WHAT YOU NEED TO DO:
Using the material that follows, output exactly the lines from the one containing "pub fn in_memory()" through the one containing "pub async fn marketplace(&self)", with both ends kept.

DATA LISTING:
//! # Cart Drafts
//!
//! The terminal exits after every command, so the sale being built has to
//! live on disk between `khatha cart add` and `khatha bill`.
//!
//! ```text
//! cart.json
//! {
//!   "counter":     { cart, paymentMode, customer, requestedRedeem, ... },
//!   "marketplace": { lines: [...] }
//! }
//! ```
//!
//! The counter draft restores into a [`CheckoutSession`]; the marketplace
//! cart is a plain [`Cart`] whose lines carry their own retailer.
//! A missing file reads as two empty carts.

use std::path::PathBuf;

use serde::{Deserialize, Serialize};
use tracing::debug;

use khatha_core::cart::Cart;
use khatha_core::checkout::{CheckoutDraft, CheckoutSession};
use khatha_core::GstRate;

use crate::error::CommandResult;

#[derive(Debug, Clone, Default, PartialEq, Serialize, Deserialize)]
#[serde(rename_all = "camelCase")]
pub struct Drafts {
    #[serde(default)]
    pub counter: CheckoutDraft,
    #[serde(default)]
    pub marketplace: Cart,
}

/// File-backed drafts; in-memory when no path is set.
#[derive(Debug)]
pub struct DraftStore {
    path: Option<PathBuf>,
    drafts: tokio::sync::Mutex<Drafts>,
}

impl DraftStore {
    pub fn in_memory() -> Self {
        DraftStore {
            path: None,
            drafts: tokio::sync::Mutex::new(Drafts::default()),
        }
    }

    pub async fn load(path: Option<PathBuf>) -> CommandResult<Self> {
        let drafts = match path {
            Some(ref p) if p.exists() => {
                debug!(path = ?p, "Loading cart drafts");
                let contents = tokio::fs::read_to_string(p).await?;
                serde_json::from_str(&contents)?
            }
            _ => Drafts::default(),
        };
        Ok(DraftStore {
            path,
            drafts: tokio::sync::Mutex::new(drafts),
        })
    }

    /// The counter sale, restored with the current GST rate and mode.
    pub async fn checkout(&self, gst_rate: GstRate, quick_mode: bool) -> CheckoutSession {
        let mut draft = self.drafts.lock().await.counter.clone();
        draft.quick_mode = quick_mode;
        CheckoutSession::from_draft(draft, gst_rate)
    }

    pub async fn save_checkout(&self, checkout: &CheckoutSession) -> CommandResult<()> {
        let snapshot = {
            let mut drafts = self.drafts.lock().await;
            drafts.counter = checkout.to_draft();
            drafts.clone()
        };
        self.persist(&snapshot).await
    }

    pub async fn marketplace(&self) -> Cart {
        self.drafts.lock().await.marketplace.clone()
    }

    pub async fn save_marketplace(&self, cart: &Cart) -> CommandResult<()> {
        let snapshot = {
            let mut drafts = self.drafts.lock().await;
            drafts.marketplace = cart.clone();
            drafts.clone()
        };
        self.persist(&snapshot).await
    }

    /// Both carts emptied (on logout or mode switch).
    pub async fn clear(&self) -> CommandResult<()> {
        let snapshot = {
            let mut drafts = self.drafts.lock().await;
            *drafts = Drafts::default();
            drafts.clone()
        };
        self.persist(&snapshot).await
    }

    async fn persist(&self, drafts: &Drafts) -> CommandResult<()> {
        let Some(ref path) = self.path else {
            return Ok(());
        };
        if let Some(parent) = path.parent() {
            tokio::fs::create_dir_all(parent).await?;
        }
        let contents = serde_json::to_string_pretty(drafts)?;
        tokio::fs::write(path, contents).await?;
        debug!(path = ?path, "Cart drafts saved");
        Ok(())
    }
}

#[cfg(test)]
mod tests {
    use super::*;
    use khatha_core::{Money, PaymentMode, Product, ProductType};

    fn product(id: i64) -> Product {
        Product {
            id,
            name: format!("P{}", id),
            barcode: format!("B{}", id),
            price: Money::from_rupees(20),
            quantity: 4,
            product_type: ProductType::Unit,
            category: None,
            image_url: None,
            retailer_id: Some(3),
        }
    }

    fn temp_path(name: &str) -> PathBuf {
        std::env::temp_dir().join(format!("khatha-drafts-{}-{}.json", name, std::process::id()))
    }

    #[tokio::test]
    async fn test_counter_draft_survives_reload() {
        let path = temp_path("counter");
        let store = DraftStore::load(Some(path.clone())).await.unwrap();

        let mut checkout = store.checkout(GstRate::from_percent(5), false).await;
        checkout.add_product(&product(1)).unwrap();
        checkout.add_product(&product(1)).unwrap();
        checkout.select_payment_mode(PaymentMode::Khatha);
        store.save_checkout(&checkout).await.unwrap();

        let reloaded = DraftStore::load(Some(path.clone())).await.unwrap();
        let restored = reloaded.checkout(GstRate::from_percent(5), false).await;
        assert_eq!(restored.cart().quantity_of(1), 2);
        assert_eq!(restored.payment_mode(), PaymentMode::Khatha);

        std::fs::remove_file(&path).ok();
    }

    #[tokio::test]
    async fn test_marketplace_cart_is_separate() {
        let store = DraftStore::in_memory();
        let mut cart = store.marketplace().await;
        cart.add_product(&product(2)).unwrap();
        store.save_marketplace(&cart).await.unwrap();

        assert_eq!(store.marketplace().await.quantity_of(2), 1);
        assert!(store.checkout(GstRate::default(), false).await.cart().is_empty());

        store.clear().await.unwrap();
        assert!(store.marketplace().await.is_empty());
    }

    #[tokio::test]
    async fn test_quick_mode_follows_config() {
        let store = DraftStore::in_memory();
        assert!(store.checkout(GstRate::default(), true).await.is_quick_mode());
    }
}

TASK OUTPUT:
    pub fn in_memory() -> Self {
        DraftStore {
            path: None,
            drafts: tokio::sync::Mutex::new(Drafts::default()),
        }
    }

    pub async fn load(path: Option<PathBuf>) -> CommandResult<Self> {
        let drafts = match path {
            Some(ref p) if p.exists() => {
                debug!(path = ?p, "Loading cart drafts");
                let contents = tokio::fs::read_to_string(p).await?;
                serde_json::from_str(&contents)?
            }
            _ => Drafts::default(),
        };
        Ok(DraftStore {
            path,
            drafts: tokio::sync::Mutex::new(drafts),
        })
    }

    /// The counter sale, restored with the current GST rate and mode.
    pub async fn checkout(&self, gst_rate: GstRate, quick_mode: bool) -> CheckoutSession {
        let mut draft = self.drafts.lock().await.counter.clone();
        draft.quick_mode = quick_mode;
        CheckoutSession::from_draft(draft, gst_rate)
    }

    pub async fn save_checkout(&self, checkout: &CheckoutSession) -> CommandResult<()> {
        let snapshot = {
            let mut drafts = self.drafts.lock().await;
            drafts.counter = checkout.to_draft();
            drafts.clone()
        };
        self.persist(&snapshot).await
    }

    pub async fn marketplace(&self) -> Cart {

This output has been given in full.